Report each line of the records where "target" occurs.

*** Opening RAW DATA ***

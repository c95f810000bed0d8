//! Errors of the ingestion pipeline.

use blockdex_primitives::DecodeError;
use blockdex_rpc::FetchError;
use blockdex_store::{QueryError, SchemaError, WriteError};
use thiserror::Error;

/// An ingestion or query failure, tagged with the stage that failed.
#[derive(Debug, Error)]
pub enum IngestError {
    /// The block could not be fetched from the node.
    #[error("failed to fetch block {number}: {source}")]
    Fetch {
        /// The requested block number.
        number: u64,
        /// The fetch error.
        #[source]
        source: FetchError,
    },
    /// The node's response is not a block.
    #[error("failed to decode block {number}: {source}")]
    Decode {
        /// The requested block number.
        number: u64,
        /// The decode error.
        #[source]
        source: DecodeError,
    },
    /// The target index could not be made available. Nothing was written.
    #[error("index {index:?} unavailable for block {number}: {source}")]
    Schema {
        /// The requested block number.
        number: u64,
        /// The target index.
        index: String,
        /// The schema error.
        #[source]
        source: SchemaError,
    },
    /// The decoded block could not be written.
    #[error("failed to index block {number} as {id:?}: {source}")]
    Write {
        /// The requested block number.
        number: u64,
        /// The document id.
        id: String,
        /// The write error.
        #[source]
        source: WriteError,
    },
    /// A query against the block index failed.
    #[error(transparent)]
    Query(#[from] QueryError),
}

impl IngestError {
    /// The name of the pipeline stage that failed.
    pub const fn stage(&self) -> &'static str {
        match self {
            Self::Fetch { .. } => "fetch",
            Self::Decode { .. } => "decode",
            Self::Schema { .. } => "schema",
            Self::Write { .. } => "write",
            Self::Query(_) => "query",
        }
    }
}
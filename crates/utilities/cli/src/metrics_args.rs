//! Prometheus metrics CLI arguments.

use crate::{PrometheusError, init_prometheus_server};
use clap::Parser;
use std::net::{IpAddr, Ipv4Addr};

/// Configuration for the Prometheus exporter.
#[derive(Debug, Clone, PartialEq, Eq, Parser)]
pub struct MetricsArgs {
    /// Serve metrics over HTTP.
    #[arg(
        long = "metrics.enabled",
        global = true,
        default_value_t = false,
        env = "BLOCKDEX_METRICS_ENABLED"
    )]
    pub enabled: bool,
    /// Port of the metrics server.
    #[arg(long = "metrics.port", global = true, default_value_t = 9090, env = "BLOCKDEX_METRICS_PORT")]
    pub port: u16,
    /// Address of the metrics server.
    #[arg(
        long = "metrics.addr",
        global = true,
        default_value = "0.0.0.0",
        env = "BLOCKDEX_METRICS_ADDR"
    )]
    pub addr: IpAddr,
}

impl Default for MetricsArgs {
    fn default() -> Self {
        Self { enabled: false, port: 9090, addr: IpAddr::V4(Ipv4Addr::UNSPECIFIED) }
    }
}

impl MetricsArgs {
    /// Starts the exporter if metrics are enabled.
    pub fn init_metrics(&self) -> Result<(), PrometheusError> {
        if self.enabled {
            init_prometheus_server(self.addr, self.port)?;
        }
        Ok(())
    }
}

#[cfg(test)]
mod tests {
    use super::*;

    #[derive(Parser, Debug)]
    struct TestCli {
        #[command(flatten)]
        metrics: MetricsArgs,
    }

    #[test]
    fn test_defaults() {
        let cli = TestCli::try_parse_from(["test"]).unwrap();
        assert_eq!(cli.metrics, MetricsArgs::default());
    }

    #[test]
    fn test_flags() {
        let cli = TestCli::try_parse_from([
            "test",
            "--metrics.enabled",
            "--metrics.port",
            "9191",
            "--metrics.addr",
            "127.0.0.1",
        ])
        .unwrap();
        assert!(cli.metrics.enabled);
        assert_eq!(cli.metrics.port, 9191);
        assert_eq!(cli.metrics.addr, IpAddr::V4(Ipv4Addr::LOCALHOST));
    }

    #[test]
    fn test_disabled_does_nothing() {
        MetricsArgs::default().init_metrics().unwrap();
    }
}
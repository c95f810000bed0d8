//! Writing block documents.

use crate::{DocumentStore, WriteError};
use blockdex_primitives::{BlockEnvelope, encode_block};
use std::sync::Arc;

/// Acknowledgement of a stored document.
#[derive(Debug, Clone, PartialEq, Eq)]
pub struct WriteAck {
    /// The document id.
    pub id: String,
    /// The index the document lives in.
    pub index: String,
    /// `created` for a new id, `updated` when an earlier document was replaced.
    pub result: String,
    /// The document version after the write.
    pub version: u64,
}

/// Persists block envelopes under caller-chosen ids.
///
/// A write replaces whatever is stored under the id, so repeated ingestion of
/// the same block leaves a single document.
#[derive(Debug, Clone)]
pub struct DocumentWriter {
    store: Arc<dyn DocumentStore>,
}

impl DocumentWriter {
    /// Creates a new [`DocumentWriter`].
    pub fn new(store: Arc<dyn DocumentStore>) -> Self {
        Self { store }
    }

    /// Writes `block` to `index` under `id`.
    ///
    /// The document is the envelope as [`encode_block`] renders it. A store
    /// rejection such as `mapper_parsing_exception` surfaces as
    /// [`WriteError::Store`] and is not retryable.
    pub async fn put(
        &self,
        index: &str,
        id: &str,
        block: &BlockEnvelope,
    ) -> Result<WriteAck, WriteError> {
        let document = encode_block(block).map_err(|source| WriteError::Encode {
            index: index.to_string(),
            id: id.to_string(),
            source,
        })?;

        let res = self.store.index_document(index, id, &document).await.map_err(|source| {
            WriteError::Store { index: index.to_string(), id: id.to_string(), source }
        })?;

        debug!(
            target: "store",
            index = %res.index,
            id = %res.id,
            version = res.version,
            result = %res.result,
            "Document written"
        );
        Ok(WriteAck { id: res.id, index: res.index, result: res.result, version: res.version })
    }
}
//! Helper to set the backtrace env var.

use std::sync::Once;

static INIT: Once = Once::new();

/// Sets `RUST_BACKTRACE=1` unless a value was provided explicitly.
///
/// Must be called before any other thread is spawned.
pub fn enable() {
    INIT.call_once(|| {
        if std::env::var_os("RUST_BACKTRACE").is_none() {
            // SAFETY: called once from `main` before the runtime starts its threads.
            unsafe { std::env::set_var("RUST_BACKTRACE", "1") };
        }
    });
}
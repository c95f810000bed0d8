//! The [`Ingestor`] drives a block from the node into the index.

use crate::{IngestError, RetryConfig, stage::observe};
use blockdex_primitives::decode_block;
use blockdex_rpc::{BlockSource, FetchError};
use blockdex_store::{
    DocumentStore, DocumentWriter, IndexSettings, IndexStatus, SchemaError, SchemaManager,
    WriteAck, WriteError,
};
use std::sync::Arc;

/// Summary of one ingested block.
#[derive(Debug, Clone, PartialEq, Eq)]
pub struct IngestReport {
    /// The requested block number.
    pub number: u64,
    /// The block hash as reported by the node.
    pub hash: String,
    /// Number of transactions in the block.
    pub transactions: usize,
    /// Whether the index had to be created for this block.
    pub index_status: IndexStatus,
    /// The store's acknowledgement of the write.
    pub ack: WriteAck,
}

/// Fetches blocks from a [`BlockSource`] and indexes them in a [`DocumentStore`].
///
/// Each call to [`Ingestor::ingest`] runs fetch, decode, schema check and write
/// strictly in that order. The only state shared between calls lives in the
/// store. Each network stage is attempted once unless a retry policy is set
/// with [`Ingestor::with_retry`].
#[derive(Debug, Clone)]
pub struct Ingestor {
    /// Source of raw block responses.
    source: Arc<dyn BlockSource>,
    /// Creates the index on first use.
    schema: SchemaManager,
    /// Writes block documents.
    writer: DocumentWriter,
    /// The target index.
    index: String,
    /// Retry policy for every network stage.
    retry: RetryConfig,
}

impl Ingestor {
    /// Creates a new [`Ingestor`] writing to `index`.
    pub fn new(
        source: Arc<dyn BlockSource>,
        store: Arc<dyn DocumentStore>,
        index: impl Into<String>,
    ) -> Self {
        #[cfg(feature = "metrics")]
        crate::Metrics::init();

        Self {
            source,
            schema: SchemaManager::new(store.clone()),
            writer: DocumentWriter::new(store),
            index: index.into(),
            retry: RetryConfig::disabled(),
        }
    }

    /// Sets the retry policy.
    pub const fn with_retry(mut self, retry: RetryConfig) -> Self {
        self.retry = retry;
        self
    }

    /// Sets the settings used if the index has to be created.
    pub fn with_index_settings(mut self, settings: IndexSettings) -> Self {
        self.schema = self.schema.with_settings(settings);
        self
    }

    /// Returns the target index.
    pub fn index(&self) -> &str {
        &self.index
    }

    /// Fetches block `number` and writes it under `doc_id`, or under the
    /// decimal block number if no id is given.
    ///
    /// Ingesting the same block twice under the same id replaces the first
    /// document. If the index cannot be made available nothing is written.
    pub async fn ingest(
        &self,
        number: u64,
        doc_id: Option<&str>,
    ) -> Result<IngestReport, IngestError> {
        let id = doc_id.map_or_else(|| number.to_string(), str::to_string);
        info!(target: "ingest", number, %id, index = %self.index, "Ingesting block");

        let raw = observe(
            "fetch",
            self.retry.run("fetch", FetchError::is_retryable, move || {
                self.source.fetch_block(number)
            }),
        )
        .await
        .map_err(|source| IngestError::Fetch { number, source })?;
        debug!(target: "ingest", number, bytes = raw.len(), "Block fetched");

        let block = observe("decode", async { decode_block(&raw) })
            .await
            .map_err(|source| IngestError::Decode { number, source })?;
        if block.result.number_u64().ok() != Some(number) {
            warn!(
                target: "ingest",
                number,
                returned = %block.result.number,
                "Node returned a block with a different number"
            );
        }

        let index = self.index.as_str();
        let index_status = observe(
            "schema",
            self.retry.run("schema", SchemaError::is_retryable, move || {
                self.schema.ensure_index(index)
            }),
        )
        .await
        .map_err(|source| IngestError::Schema { number, index: index.to_string(), source })?;

        let (doc, envelope) = (id.as_str(), &block);
        let ack = observe(
            "write",
            self.retry.run("write", WriteError::is_retryable, move || {
                self.writer.put(index, doc, envelope)
            }),
        )
        .await
        .map_err(|source| IngestError::Write { number, id: id.clone(), source })?;

        #[cfg(feature = "metrics")]
        crate::Metrics::record_ingested();

        info!(
            target: "ingest",
            number,
            hash = %block.result.hash,
            id = %ack.id,
            result = %ack.result,
            version = ack.version,
            "Block indexed"
        );
        Ok(IngestReport {
            number,
            hash: block.result.hash,
            transactions: block.result.transactions.len(),
            index_status,
            ack,
        })
    }
}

*** Closing RAW DATA ***

#### SOLUTION TO THIS PROBLEM:
    /// The target index could not be made available. Nothing was written.
        /// The target index.
            target: "store",
    /// The target index.
    /// Returns the target index.
        info!(target: "ingest", number, %id, index = %self.index, "Ingesting block");
        debug!(target: "ingest", number, bytes = raw.len(), "Block fetched");
                target: "ingest",
            target: "ingest",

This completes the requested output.